Check each line of the data below for the string "Sync", then state how many have it and nothing else.

(Stored data entries)

───

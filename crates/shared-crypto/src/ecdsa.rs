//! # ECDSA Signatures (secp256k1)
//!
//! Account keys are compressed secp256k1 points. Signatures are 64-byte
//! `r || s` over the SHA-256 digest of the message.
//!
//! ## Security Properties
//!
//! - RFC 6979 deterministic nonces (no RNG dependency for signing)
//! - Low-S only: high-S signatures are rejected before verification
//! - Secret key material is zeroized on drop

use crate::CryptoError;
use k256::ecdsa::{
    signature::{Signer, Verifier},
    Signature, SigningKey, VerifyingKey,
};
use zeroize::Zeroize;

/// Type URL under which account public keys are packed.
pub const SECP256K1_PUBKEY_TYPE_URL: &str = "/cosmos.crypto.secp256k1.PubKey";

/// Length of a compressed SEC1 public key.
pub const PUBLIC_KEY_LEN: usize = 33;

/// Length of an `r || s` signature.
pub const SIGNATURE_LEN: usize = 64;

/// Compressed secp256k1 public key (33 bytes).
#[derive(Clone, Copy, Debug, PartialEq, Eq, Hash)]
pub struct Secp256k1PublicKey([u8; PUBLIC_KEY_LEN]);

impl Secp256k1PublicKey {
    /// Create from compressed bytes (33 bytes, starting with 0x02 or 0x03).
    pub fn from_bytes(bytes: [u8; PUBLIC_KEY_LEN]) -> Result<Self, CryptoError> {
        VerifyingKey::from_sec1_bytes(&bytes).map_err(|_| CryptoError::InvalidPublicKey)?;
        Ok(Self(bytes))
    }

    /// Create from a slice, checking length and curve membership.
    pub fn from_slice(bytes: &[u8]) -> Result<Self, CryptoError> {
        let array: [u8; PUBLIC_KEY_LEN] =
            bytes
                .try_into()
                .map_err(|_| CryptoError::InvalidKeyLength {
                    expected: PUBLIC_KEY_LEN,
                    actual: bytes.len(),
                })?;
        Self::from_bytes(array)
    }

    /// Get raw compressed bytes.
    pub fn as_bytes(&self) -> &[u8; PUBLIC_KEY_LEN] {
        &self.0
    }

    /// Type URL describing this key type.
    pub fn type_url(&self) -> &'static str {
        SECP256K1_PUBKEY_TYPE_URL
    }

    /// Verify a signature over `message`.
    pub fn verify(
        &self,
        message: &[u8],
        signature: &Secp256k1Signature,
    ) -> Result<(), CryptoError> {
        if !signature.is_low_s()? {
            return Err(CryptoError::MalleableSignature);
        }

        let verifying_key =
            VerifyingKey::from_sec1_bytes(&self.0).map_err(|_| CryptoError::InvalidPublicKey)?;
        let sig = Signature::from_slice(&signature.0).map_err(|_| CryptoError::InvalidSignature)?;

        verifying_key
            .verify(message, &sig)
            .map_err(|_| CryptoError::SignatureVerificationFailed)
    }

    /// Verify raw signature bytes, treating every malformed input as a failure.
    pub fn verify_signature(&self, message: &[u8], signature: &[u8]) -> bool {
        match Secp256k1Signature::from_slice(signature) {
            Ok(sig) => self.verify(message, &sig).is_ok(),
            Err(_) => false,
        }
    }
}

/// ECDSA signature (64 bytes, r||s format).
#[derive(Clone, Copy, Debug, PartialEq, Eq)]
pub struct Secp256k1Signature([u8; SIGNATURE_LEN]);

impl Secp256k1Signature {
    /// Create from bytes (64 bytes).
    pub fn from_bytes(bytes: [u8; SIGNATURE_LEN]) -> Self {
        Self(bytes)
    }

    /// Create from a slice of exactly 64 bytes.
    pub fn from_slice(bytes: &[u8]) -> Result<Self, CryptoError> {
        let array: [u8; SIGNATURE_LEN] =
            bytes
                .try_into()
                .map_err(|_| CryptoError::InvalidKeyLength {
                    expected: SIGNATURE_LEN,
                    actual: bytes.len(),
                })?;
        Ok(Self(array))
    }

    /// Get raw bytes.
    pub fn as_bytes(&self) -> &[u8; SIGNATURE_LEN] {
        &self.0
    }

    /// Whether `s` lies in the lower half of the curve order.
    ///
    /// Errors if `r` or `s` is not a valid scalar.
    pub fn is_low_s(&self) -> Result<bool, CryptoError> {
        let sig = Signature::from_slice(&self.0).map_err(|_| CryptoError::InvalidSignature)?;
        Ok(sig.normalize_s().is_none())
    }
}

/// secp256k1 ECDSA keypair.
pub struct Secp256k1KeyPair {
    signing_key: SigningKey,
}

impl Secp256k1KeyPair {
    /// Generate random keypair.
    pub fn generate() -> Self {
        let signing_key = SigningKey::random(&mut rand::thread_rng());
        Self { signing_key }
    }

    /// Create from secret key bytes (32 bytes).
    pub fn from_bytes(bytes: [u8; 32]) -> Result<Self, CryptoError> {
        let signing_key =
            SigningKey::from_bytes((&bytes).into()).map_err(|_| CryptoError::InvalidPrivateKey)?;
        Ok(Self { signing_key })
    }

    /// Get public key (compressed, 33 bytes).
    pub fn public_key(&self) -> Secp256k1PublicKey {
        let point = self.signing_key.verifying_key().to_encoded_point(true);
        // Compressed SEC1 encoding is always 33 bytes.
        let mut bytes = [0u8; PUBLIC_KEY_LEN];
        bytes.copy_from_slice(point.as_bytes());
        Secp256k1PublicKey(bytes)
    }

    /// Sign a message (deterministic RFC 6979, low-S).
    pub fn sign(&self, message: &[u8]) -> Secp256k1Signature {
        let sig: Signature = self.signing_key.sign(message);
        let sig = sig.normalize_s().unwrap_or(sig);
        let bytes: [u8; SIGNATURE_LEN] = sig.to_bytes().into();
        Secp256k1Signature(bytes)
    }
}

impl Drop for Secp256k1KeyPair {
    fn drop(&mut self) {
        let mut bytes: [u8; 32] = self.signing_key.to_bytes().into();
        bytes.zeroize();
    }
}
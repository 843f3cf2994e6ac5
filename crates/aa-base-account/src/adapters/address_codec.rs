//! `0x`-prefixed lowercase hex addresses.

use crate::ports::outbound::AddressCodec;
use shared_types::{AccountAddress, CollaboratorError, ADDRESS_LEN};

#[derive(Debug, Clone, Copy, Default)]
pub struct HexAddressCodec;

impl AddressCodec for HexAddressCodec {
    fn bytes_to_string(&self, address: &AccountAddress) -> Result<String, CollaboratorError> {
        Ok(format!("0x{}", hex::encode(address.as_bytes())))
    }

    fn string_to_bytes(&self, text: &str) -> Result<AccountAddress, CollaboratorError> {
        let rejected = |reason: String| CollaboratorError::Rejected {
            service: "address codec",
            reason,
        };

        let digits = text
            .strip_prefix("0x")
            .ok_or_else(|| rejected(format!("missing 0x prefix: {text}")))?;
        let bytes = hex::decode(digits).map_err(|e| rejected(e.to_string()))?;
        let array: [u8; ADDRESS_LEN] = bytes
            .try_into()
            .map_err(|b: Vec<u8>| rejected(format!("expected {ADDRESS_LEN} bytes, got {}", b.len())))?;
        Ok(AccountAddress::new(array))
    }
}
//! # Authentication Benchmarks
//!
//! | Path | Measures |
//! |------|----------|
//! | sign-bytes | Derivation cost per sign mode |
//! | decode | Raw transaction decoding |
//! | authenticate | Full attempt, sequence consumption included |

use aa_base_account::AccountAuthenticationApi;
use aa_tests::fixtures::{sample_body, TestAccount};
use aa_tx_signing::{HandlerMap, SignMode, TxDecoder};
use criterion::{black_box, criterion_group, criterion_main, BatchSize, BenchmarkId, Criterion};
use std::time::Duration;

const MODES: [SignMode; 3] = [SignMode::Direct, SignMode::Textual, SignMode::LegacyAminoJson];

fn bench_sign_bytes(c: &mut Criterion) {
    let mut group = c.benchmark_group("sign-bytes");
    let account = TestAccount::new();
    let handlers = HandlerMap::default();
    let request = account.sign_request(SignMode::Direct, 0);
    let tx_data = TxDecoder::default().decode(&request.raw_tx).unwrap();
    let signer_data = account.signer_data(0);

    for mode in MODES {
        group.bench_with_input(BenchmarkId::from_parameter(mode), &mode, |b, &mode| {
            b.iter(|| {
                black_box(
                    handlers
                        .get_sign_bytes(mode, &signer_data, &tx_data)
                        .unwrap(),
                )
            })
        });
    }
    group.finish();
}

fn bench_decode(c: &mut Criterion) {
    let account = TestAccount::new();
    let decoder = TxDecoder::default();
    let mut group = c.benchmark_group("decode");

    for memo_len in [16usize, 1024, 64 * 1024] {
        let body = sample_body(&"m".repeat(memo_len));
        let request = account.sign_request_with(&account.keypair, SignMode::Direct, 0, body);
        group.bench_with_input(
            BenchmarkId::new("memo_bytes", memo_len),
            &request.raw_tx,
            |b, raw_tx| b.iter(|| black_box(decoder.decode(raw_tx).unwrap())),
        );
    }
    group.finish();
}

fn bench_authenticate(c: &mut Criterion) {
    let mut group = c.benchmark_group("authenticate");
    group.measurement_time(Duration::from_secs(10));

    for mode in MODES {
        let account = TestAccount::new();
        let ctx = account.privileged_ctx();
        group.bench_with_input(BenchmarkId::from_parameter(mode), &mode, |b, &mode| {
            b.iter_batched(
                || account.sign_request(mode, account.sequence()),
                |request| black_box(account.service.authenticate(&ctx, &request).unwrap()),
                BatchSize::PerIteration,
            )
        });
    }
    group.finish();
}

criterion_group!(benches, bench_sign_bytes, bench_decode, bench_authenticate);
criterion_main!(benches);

───

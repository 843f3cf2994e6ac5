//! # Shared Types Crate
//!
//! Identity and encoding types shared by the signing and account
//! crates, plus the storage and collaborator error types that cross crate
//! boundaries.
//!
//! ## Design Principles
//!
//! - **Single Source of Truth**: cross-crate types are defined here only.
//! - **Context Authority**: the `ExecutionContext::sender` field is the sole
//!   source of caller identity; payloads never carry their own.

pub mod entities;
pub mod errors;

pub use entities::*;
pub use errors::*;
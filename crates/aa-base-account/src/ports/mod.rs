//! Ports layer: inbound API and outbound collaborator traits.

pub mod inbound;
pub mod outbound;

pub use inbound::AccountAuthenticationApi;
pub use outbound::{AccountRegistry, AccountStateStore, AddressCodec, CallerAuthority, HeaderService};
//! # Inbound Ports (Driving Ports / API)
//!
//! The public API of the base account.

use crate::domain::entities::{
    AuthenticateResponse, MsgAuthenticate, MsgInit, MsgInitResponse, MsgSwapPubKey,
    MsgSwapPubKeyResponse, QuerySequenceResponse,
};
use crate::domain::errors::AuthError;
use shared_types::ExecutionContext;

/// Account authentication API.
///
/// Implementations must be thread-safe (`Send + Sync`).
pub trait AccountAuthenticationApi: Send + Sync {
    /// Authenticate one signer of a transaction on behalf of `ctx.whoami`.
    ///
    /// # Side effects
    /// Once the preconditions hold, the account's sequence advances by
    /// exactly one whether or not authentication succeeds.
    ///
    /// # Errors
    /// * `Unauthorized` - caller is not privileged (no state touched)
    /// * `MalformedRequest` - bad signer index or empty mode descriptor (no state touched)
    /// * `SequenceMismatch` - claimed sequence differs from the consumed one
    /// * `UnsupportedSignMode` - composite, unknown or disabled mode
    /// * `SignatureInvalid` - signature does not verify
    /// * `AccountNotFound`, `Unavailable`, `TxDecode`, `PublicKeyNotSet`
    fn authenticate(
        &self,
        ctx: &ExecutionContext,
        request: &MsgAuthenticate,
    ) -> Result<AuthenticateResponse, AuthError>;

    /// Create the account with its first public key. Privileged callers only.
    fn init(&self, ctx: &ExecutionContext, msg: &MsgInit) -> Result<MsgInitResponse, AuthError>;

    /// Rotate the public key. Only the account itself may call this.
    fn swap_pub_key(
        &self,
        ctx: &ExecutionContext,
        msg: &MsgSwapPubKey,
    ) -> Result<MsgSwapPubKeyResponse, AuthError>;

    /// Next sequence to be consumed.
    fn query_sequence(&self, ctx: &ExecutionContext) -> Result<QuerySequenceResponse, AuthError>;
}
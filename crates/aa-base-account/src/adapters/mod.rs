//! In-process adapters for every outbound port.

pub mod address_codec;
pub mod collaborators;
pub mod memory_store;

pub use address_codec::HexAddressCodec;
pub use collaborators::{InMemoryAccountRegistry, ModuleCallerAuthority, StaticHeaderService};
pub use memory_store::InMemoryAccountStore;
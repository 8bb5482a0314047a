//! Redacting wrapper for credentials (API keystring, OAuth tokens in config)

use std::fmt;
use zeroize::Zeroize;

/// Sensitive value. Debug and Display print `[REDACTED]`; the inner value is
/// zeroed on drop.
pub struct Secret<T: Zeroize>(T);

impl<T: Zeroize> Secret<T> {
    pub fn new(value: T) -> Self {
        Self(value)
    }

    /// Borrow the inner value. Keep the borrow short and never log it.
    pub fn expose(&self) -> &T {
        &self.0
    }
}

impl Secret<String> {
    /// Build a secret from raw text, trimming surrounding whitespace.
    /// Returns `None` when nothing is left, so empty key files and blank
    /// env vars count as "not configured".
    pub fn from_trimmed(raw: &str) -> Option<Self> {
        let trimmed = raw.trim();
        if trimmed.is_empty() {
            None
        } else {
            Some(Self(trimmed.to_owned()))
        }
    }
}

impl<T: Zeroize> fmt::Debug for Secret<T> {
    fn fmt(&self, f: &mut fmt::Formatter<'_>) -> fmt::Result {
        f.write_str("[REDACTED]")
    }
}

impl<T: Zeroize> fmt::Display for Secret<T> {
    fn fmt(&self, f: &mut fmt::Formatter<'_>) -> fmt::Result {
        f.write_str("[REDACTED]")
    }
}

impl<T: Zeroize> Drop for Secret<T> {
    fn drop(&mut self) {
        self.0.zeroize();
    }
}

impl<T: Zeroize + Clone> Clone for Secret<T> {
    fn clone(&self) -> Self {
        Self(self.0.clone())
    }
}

───

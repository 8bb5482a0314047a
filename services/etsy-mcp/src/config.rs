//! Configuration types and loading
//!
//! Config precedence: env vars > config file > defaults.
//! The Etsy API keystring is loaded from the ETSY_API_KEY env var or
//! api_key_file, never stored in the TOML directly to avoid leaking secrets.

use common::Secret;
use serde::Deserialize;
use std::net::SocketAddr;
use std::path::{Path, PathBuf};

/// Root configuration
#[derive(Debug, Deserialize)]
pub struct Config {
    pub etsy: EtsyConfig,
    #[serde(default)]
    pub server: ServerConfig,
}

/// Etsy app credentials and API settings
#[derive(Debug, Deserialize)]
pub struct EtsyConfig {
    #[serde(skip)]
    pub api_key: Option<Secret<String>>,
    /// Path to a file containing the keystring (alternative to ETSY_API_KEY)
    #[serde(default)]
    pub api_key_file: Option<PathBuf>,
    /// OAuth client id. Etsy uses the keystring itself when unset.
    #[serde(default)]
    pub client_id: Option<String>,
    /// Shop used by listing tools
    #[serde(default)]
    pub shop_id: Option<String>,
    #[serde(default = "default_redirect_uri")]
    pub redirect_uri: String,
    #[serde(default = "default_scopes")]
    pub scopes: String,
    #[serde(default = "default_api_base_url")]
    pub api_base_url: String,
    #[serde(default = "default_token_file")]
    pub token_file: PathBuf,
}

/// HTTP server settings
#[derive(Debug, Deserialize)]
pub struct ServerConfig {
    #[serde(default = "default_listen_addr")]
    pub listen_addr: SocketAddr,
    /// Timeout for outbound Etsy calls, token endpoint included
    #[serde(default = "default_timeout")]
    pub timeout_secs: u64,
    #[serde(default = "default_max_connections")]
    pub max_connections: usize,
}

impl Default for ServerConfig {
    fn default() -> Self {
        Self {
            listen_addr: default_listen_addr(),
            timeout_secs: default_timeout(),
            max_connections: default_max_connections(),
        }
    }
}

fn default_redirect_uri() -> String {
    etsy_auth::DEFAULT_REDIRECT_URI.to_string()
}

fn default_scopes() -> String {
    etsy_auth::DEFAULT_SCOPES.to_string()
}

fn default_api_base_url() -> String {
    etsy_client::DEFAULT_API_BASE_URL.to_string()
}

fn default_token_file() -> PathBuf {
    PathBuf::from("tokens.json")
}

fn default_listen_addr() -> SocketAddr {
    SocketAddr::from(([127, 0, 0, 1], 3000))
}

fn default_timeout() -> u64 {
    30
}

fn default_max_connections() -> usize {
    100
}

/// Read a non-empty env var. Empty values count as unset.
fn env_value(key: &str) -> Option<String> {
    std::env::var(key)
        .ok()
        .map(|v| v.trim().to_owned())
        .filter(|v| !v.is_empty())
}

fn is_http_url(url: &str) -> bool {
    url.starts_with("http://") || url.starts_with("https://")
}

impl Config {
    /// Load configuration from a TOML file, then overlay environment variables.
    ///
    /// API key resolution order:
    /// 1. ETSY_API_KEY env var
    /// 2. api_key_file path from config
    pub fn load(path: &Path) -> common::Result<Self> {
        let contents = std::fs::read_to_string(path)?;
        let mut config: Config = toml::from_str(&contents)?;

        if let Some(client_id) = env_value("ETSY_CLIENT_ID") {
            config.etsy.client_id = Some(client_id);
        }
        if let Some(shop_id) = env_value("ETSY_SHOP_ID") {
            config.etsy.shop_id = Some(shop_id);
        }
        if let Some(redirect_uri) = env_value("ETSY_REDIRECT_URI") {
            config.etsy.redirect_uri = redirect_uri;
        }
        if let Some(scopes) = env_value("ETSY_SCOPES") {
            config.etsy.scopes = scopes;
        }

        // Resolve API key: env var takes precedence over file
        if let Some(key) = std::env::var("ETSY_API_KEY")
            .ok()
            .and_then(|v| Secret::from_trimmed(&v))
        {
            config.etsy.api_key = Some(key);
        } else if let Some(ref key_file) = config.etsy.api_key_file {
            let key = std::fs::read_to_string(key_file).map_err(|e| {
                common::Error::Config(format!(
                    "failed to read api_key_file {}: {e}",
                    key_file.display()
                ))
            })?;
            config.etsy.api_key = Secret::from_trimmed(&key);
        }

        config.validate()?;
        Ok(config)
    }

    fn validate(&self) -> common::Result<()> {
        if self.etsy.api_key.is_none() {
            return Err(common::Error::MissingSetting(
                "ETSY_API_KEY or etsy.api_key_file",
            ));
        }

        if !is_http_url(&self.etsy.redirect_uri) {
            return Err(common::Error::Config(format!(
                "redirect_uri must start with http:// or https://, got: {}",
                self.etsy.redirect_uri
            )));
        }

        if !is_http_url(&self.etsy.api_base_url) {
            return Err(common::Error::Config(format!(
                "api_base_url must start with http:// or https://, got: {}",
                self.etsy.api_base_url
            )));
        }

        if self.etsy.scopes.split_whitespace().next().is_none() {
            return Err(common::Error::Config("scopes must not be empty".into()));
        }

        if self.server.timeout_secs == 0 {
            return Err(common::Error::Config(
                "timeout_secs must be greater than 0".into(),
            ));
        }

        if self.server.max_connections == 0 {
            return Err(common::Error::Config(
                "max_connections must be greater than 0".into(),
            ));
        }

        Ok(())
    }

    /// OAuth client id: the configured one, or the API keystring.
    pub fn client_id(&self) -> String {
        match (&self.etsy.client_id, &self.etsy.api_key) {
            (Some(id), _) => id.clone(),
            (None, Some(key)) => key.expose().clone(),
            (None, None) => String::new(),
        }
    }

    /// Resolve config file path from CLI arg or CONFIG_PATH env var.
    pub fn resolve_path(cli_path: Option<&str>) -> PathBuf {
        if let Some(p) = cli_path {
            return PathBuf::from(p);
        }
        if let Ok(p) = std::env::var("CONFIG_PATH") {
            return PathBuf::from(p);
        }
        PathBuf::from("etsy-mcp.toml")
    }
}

───

Answer space: 2